I love her stuff. The Buttercream Body Frosting is made with the FBB recipe. A 1 kg batch made 4 of each "flavour". I beat it until it's about double, maybe a touch more, and I haven't found that it deflated at all. 

I've also made the Buttercream Body Wash (amazing!), the thinner version. I also use her Shampoo Bar and Conditioner recipes. Another of her recipes that I absolutely love is the Melting Facial Cleansing Balm.

Can you tell I'm a little excited about her products??



Marilyn Norgart said:


> its addicting isn't it--I made some in the pinwheel and some with the ice cream scoop--so far I think I like the pinwheel shape the best--it seems to be drying faster.

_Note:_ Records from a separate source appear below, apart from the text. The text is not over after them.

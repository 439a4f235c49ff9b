//! Port trait definitions for the Application layer.
//!
//! Ports are the interfaces (contracts) that infrastructure must fulfill.
//! This file imports only from `crate::domain` and `shipa_types`, never from
//! `crate::infra`, `crate::commands`, or `crate::output`.

use std::path::Path;

use shipa_types::{
    App, AppCname, AppDeployment, AppEnv, Cluster, CreateAppEnv, CreatePlanRequest,
    CreatePoolRequest, DeleteCnameRequest, Job, JobCreateRequest, NetworkPolicy, Permission, Plan,
    Pool, PoolConfig, Role, Team, UpdateAppRequest, UpdatePoolRequest, UpdateTeamRequest, User,
    Volume, VolumeBinding, VolumePlan,
};

use crate::domain::{ApiRequest, ApiResult, DeployForm, RawResponse};

// ── Transport Port ────────────────────────────────────────────────────────────

/// Sends one request and returns the raw status and body.
///
/// Implementations attach authentication and map a dropped-after-response
/// connection to `200` with an empty body. They never interpret the status.
pub trait Transport {
    /// # Errors
    ///
    /// Returns [`crate::domain::PlatformError::Transport`] when no response
    /// was received.
    fn send(&self, request: &ApiRequest) -> ApiResult<RawResponse>;
}

// ── Resource Port Traits ──────────────────────────────────────────────────────
//
// Lookups by key return `PlatformError::NotFound` when the resource is
// absent. Every other failure is reported as-is.

/// Framework (pool configuration) operations.
pub trait FrameworkApi {
    fn get_framework(&self, name: &str) -> ApiResult<PoolConfig>;
    fn create_framework(&self, config: &PoolConfig) -> ApiResult<()>;
    fn update_framework(&self, config: &PoolConfig) -> ApiResult<()>;
}

/// Cluster operations. Updates replace the whole object.
pub trait ClusterApi {
    fn get_cluster(&self, name: &str) -> ApiResult<Cluster>;
    fn create_cluster(&self, cluster: &Cluster) -> ApiResult<()>;
    fn update_cluster(&self, cluster: &Cluster) -> ApiResult<()>;
    fn delete_cluster(&self, name: &str) -> ApiResult<()>;
}

/// Application operations.
pub trait AppApi {
    fn list_apps(&self) -> ApiResult<Vec<App>>;
    fn get_app(&self, name: &str) -> ApiResult<App>;
    fn create_app(&self, app: &App) -> ApiResult<()>;
    fn update_app(&self, name: &str, request: &UpdateAppRequest) -> ApiResult<()>;
    fn delete_app(&self, name: &str) -> ApiResult<()>;
}

/// Application environment variables.
pub trait AppEnvApi {
    fn create_app_envs(&self, request: &CreateAppEnv) -> ApiResult<()>;
    fn get_app_envs(&self, app: &str) -> ApiResult<Vec<AppEnv>>;
    /// Removes the named variables. Sends nothing when `request.envs` is empty.
    fn delete_app_envs(&self, request: &CreateAppEnv) -> ApiResult<()>;
}

/// Application custom domains.
pub trait AppCnameApi {
    fn create_app_cname(&self, cname: &AppCname) -> ApiResult<()>;
    fn update_app_cname(&self, cname: &AppCname) -> ApiResult<()>;
    fn delete_app_cname(&self, request: &DeleteCnameRequest) -> ApiResult<()>;
}

/// Per-application network policy.
pub trait NetworkPolicyApi {
    /// Creates or replaces the policy.
    fn put_network_policy(&self, policy: &NetworkPolicy) -> ApiResult<()>;
    fn get_network_policy(&self, app: &str) -> ApiResult<NetworkPolicy>;
    fn delete_network_policy(&self, app: &str) -> ApiResult<()>;
}

/// Image deploys.
pub trait DeployApi {
    fn deploy_app(&self, app: &str, form: &DeployForm) -> ApiResult<()>;
    fn list_deployments(&self, app: &str) -> ApiResult<Vec<AppDeployment>>;
}

/// Jobs, keyed by server-assigned id.
pub trait JobApi {
    fn list_jobs(&self) -> ApiResult<Vec<Job>>;
    fn get_job(&self, id: &str) -> ApiResult<Job>;
    fn create_job(&self, request: &JobCreateRequest) -> ApiResult<Job>;
    fn delete_job(&self, id: &str) -> ApiResult<()>;
}

/// Resource plans.
pub trait PlanApi {
    fn list_plans(&self) -> ApiResult<Vec<Plan>>;
    fn get_plan(&self, name: &str) -> ApiResult<Plan>;
    fn create_plan(&self, request: &CreatePlanRequest) -> ApiResult<()>;
    fn delete_plan(&self, name: &str) -> ApiResult<()>;
}

/// Pools (legacy framework objects).
pub trait PoolApi {
    fn list_pools(&self) -> ApiResult<Vec<Pool>>;
    fn get_pool(&self, name: &str) -> ApiResult<Pool>;
    fn create_pool(&self, request: &CreatePoolRequest) -> ApiResult<()>;
    fn update_pool(&self, request: &UpdatePoolRequest) -> ApiResult<()>;
    fn delete_pool(&self, name: &str) -> ApiResult<()>;
}

pub trait TeamApi {
    fn get_team(&self, name: &str) -> ApiResult<Team>;
    fn create_team(&self, team: &Team) -> ApiResult<()>;
    fn update_team(&self, name: &str, request: &UpdateTeamRequest) -> ApiResult<()>;
    fn delete_team(&self, name: &str) -> ApiResult<()>;
}

pub trait UserApi {
    fn list_users(&self) -> ApiResult<Vec<User>>;
    fn get_user(&self, email: &str) -> ApiResult<User>;
    fn create_user(&self, user: &User) -> ApiResult<()>;
    fn delete_user(&self, email: &str) -> ApiResult<()>;
}

pub trait RoleApi {
    fn get_role(&self, name: &str) -> ApiResult<Role>;
    fn create_role(&self, role: &Role) -> ApiResult<()>;
    fn delete_role(&self, name: &str) -> ApiResult<()>;
    fn associate_user(&self, role: &str, email: &str) -> ApiResult<()>;
    fn disassociate_user(&self, role: &str, email: &str) -> ApiResult<()>;
}

pub trait PermissionApi {
    fn get_permission(&self, role: &str) -> ApiResult<Permission>;
    fn create_permission(&self, permission: &Permission) -> ApiResult<()>;
    fn delete_permission(&self, role: &str, permission: &str) -> ApiResult<()>;
}

pub trait VolumeApi {
    fn get_volume(&self, name: &str) -> ApiResult<Volume>;
    fn create_volume(&self, volume: &Volume) -> ApiResult<()>;
    fn update_volume(&self, volume: &Volume) -> ApiResult<()>;
    fn delete_volume(&self, name: &str) -> ApiResult<()>;
    fn bind_volume(&self, binding: &VolumeBinding) -> ApiResult<()>;
    fn unbind_volume(&self, binding: &VolumeBinding) -> ApiResult<()>;
}

pub trait VolumePlanApi {
    fn get_volume_plan(&self, name: &str) -> ApiResult<VolumePlan>;
    fn create_volume_plan(&self, plan: &VolumePlan) -> ApiResult<()>;
    fn update_volume_plan(&self, plan: &VolumePlan) -> ApiResult<()>;
    fn delete_volume_plan(&self, name: &str) -> ApiResult<()>;
}

/// Composite trait: everything the manifest reconciler touches.
pub trait ManifestTarget:
    FrameworkApi
    + ClusterApi
    + AppApi
    + AppEnvApi
    + AppCnameApi
    + NetworkPolicyApi
    + DeployApi
    + JobApi
{
}

/// Blanket implementation: any type implementing all eight sub-traits is a
/// `ManifestTarget`.
impl<T> ManifestTarget for T where
    T: FrameworkApi
        + ClusterApi
        + AppApi
        + AppEnvApi
        + AppCnameApi
        + NetworkPolicyApi
        + DeployApi
        + JobApi
{
}

// ── Filesystem Port ───────────────────────────────────────────────────────────

/// Read-only access to local files (manifests, credentials, `shipa.yaml`).
pub trait LocalFs {
    /// # Errors
    ///
    /// Returns the underlying I/O error when the file cannot be read.
    fn read(&self, path: &Path) -> std::io::Result<Vec<u8>>;
}

// ── Progress Reporting Port ───────────────────────────────────────────────────

/// Reports progress of multi-step operations to the user without
/// depending on the Presentation layer. Synchronous.
pub trait ProgressReporter {
    /// A step has started.
    fn step(&self, message: &str);
    /// The current step completed.
    fn success(&self, message: &str);
    /// The current step completed without changes, or needs attention.
    fn warn(&self, message: &str);
}
use axum::{
    routing::{get, post},
    Router,
};
use axum_prometheus::PrometheusMetricLayer;
use tower_http::{cors::CorsLayer, trace::TraceLayer};
use tracing::info;
use tracing_subscriber::EnvFilter;

use saveit_server::config::Config;
use saveit_server::handlers;
use saveit_server::state::AppState;

#[tokio::main]
async fn main() {
    // Load configuration — fatal if PORT is not a number.
    let config = Config::from_env().expect("Failed to load configuration");

    // Initialize tracing — JSON in production, human-readable in dev.
    let filter = EnvFilter::try_from_default_env()
        .unwrap_or_else(|_| EnvFilter::new("saveit_server=info,tower_http=info"));

    if config.is_production {
        tracing_subscriber::fmt()
            .json()
            .with_env_filter(filter)
            .init();
    } else {
        tracing_subscriber::fmt().with_env_filter(filter).init();
    }

    info!("🚀 SaveIt Server starting...");
    info!("📝 Notion API: {}", config.notion_api_url);

    let app_state = AppState::new(config.notion_api_url.as_str());

    // Prometheus metrics layer
    let (prometheus_layer, metric_handle) = PrometheusMetricLayer::pair();

    // Build router
    let app = Router::new()
        // Health check + metrics
        .route("/health", get(handlers::health_check))
        .route(
            "/metrics",
            get(move || async move { metric_handle.render() }),
        )
        // The function itself
        .route("/", post(handlers::save_it::save_it))
        // Middleware
        .layer(prometheus_layer)
        .layer(TraceLayer::new_for_http())
        .layer(CorsLayer::permissive())
        .with_state(app_state);

    let addr = config.server_addr();
    info!("🎧 Server listening on http://{}", addr);

    let listener = tokio::net::TcpListener::bind(&addr)
        .await
        .expect("Failed to bind to address");

    axum::serve(listener, app)
        .await
        .expect("Server failed to start");
}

I have been experimenting with different ingredients and have found two that I am going to use.  one has shea and cocoa butter in it--not much for bubbles but feels really good in the tub and one has great bubbles and is drying faster. now I am waiting for more SLSA so I can make some for easter treats. and the one with petals on the top is a bath melt--but I used coconut oil instead of the butters I was supposed to so I will try them again cuz I like the way they look but they are too soft.  how big do you guys make your pinwheels--mine are small but I don't know that they are too small?View attachment 38311


You can make the pinwheels larger if you want. Then, when you use them, you just break off as much as you want/need. The Lush bubble bars aren't small; they're about 200 grams, or 7 oz.


----------



## Deborah Long (Apr 13, 2019)

And who is this mysterious DIY you are talking about?


----------



## Misschief (Apr 13, 2019)

Deborah Long said:


> And who is this mysterious DIY you are talking about?


DIY Bath & Body Shop on Etsy: https://www.etsy.com/ca/shop/DIYbathandbodyshop?ref=simple-shop-header-name&listing_id=630191706


----------



## Marilyn Norgart (Apr 13, 2019)

Misschief said:


> The Lush bubble bars aren't small; they're about 200 grams, or 7 oz.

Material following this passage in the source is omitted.